Work task — Return every line from the records below with the string "rejected".

Saved entries —
++++++++

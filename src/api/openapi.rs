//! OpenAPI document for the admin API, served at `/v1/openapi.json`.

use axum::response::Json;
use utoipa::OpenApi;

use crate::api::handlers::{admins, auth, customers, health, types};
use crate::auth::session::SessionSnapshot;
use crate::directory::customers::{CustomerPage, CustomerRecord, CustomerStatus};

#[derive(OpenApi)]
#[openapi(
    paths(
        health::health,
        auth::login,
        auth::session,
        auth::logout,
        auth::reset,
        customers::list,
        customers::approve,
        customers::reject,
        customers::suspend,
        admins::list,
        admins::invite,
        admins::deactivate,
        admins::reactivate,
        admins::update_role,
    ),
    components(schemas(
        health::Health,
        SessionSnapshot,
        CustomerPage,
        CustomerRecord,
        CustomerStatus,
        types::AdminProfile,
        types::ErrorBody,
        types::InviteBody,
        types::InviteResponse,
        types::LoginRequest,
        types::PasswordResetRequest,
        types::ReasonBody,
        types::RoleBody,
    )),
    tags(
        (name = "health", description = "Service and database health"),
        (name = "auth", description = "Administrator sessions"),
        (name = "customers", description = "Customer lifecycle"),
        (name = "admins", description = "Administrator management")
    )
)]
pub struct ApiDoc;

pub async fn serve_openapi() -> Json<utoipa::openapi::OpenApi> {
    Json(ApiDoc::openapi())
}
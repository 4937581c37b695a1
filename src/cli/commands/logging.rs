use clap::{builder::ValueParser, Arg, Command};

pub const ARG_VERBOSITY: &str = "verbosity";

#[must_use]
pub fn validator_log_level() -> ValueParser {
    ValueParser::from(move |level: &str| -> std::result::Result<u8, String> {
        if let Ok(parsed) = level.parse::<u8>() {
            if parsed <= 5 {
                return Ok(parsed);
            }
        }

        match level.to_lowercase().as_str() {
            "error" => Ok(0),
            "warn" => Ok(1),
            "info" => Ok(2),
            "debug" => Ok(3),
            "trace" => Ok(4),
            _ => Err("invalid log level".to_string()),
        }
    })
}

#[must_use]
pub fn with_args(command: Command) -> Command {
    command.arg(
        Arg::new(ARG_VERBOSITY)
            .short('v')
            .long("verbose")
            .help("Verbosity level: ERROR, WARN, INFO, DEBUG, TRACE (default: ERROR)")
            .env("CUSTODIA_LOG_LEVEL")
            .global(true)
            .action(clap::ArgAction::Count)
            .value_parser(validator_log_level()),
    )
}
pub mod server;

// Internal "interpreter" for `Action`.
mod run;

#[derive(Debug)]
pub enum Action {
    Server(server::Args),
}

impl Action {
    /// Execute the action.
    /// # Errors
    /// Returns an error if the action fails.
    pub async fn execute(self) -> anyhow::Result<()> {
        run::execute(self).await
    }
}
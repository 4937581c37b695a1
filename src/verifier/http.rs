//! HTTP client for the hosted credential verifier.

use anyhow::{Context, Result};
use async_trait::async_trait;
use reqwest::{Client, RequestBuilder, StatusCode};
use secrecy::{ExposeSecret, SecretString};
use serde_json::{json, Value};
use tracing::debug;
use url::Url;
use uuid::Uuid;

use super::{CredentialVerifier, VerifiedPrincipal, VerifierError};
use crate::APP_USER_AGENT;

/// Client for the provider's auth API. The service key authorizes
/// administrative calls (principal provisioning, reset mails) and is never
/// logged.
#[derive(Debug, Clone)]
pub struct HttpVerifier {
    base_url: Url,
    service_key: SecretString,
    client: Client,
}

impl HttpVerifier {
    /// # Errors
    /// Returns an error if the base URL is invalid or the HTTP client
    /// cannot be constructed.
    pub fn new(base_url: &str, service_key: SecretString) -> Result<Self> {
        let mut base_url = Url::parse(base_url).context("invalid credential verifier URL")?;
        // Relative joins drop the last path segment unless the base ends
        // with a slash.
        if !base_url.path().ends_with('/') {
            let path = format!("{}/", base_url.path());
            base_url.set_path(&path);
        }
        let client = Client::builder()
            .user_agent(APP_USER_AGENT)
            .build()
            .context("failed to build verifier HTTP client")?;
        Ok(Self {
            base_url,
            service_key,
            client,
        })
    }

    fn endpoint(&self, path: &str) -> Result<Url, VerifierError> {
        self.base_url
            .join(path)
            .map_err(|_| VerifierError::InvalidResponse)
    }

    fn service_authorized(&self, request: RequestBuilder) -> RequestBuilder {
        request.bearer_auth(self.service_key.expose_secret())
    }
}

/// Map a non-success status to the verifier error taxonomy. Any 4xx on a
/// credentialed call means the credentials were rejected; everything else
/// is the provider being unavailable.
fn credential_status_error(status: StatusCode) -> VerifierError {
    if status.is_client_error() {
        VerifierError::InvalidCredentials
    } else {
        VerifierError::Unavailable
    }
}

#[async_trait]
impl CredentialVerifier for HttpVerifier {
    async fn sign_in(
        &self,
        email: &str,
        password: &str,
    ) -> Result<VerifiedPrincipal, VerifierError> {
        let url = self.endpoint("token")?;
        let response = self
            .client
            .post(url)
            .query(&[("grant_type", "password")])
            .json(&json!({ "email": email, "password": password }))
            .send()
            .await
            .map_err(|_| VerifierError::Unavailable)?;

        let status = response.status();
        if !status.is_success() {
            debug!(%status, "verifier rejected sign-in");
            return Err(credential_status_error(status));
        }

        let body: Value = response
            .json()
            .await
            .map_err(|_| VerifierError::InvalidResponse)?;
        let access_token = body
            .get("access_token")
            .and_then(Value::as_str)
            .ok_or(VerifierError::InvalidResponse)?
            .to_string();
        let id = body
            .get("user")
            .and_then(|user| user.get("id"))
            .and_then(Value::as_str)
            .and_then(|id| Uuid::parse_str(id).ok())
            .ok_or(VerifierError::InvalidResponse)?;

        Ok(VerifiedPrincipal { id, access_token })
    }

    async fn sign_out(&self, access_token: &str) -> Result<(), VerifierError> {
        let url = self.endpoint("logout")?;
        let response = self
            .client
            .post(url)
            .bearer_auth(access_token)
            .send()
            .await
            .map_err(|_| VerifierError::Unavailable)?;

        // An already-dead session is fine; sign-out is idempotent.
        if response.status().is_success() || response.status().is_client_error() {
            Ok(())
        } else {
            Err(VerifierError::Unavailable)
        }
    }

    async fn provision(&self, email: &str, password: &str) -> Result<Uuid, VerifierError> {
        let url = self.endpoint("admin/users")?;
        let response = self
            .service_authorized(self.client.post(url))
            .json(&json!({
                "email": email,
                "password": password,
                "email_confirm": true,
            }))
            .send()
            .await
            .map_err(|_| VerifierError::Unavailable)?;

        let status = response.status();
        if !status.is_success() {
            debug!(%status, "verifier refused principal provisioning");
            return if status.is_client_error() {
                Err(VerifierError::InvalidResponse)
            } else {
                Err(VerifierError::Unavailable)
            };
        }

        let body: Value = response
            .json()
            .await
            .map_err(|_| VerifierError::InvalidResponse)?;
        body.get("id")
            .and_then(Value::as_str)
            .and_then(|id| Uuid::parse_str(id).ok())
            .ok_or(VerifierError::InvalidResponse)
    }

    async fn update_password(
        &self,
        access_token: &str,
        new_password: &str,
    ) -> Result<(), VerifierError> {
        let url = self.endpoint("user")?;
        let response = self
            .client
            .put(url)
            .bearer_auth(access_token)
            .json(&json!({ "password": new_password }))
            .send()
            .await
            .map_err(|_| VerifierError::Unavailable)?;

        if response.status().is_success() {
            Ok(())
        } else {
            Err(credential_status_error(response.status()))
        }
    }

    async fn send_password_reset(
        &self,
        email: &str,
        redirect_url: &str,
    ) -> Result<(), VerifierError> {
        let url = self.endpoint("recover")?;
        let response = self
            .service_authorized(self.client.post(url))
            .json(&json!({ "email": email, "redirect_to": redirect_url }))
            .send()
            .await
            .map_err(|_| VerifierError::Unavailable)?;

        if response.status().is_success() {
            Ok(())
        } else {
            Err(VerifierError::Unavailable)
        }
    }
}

++++++++

Result —
/// credentialed call means the credentials were rejected; everything else
            debug!(%status, "verifier rejected sign-in");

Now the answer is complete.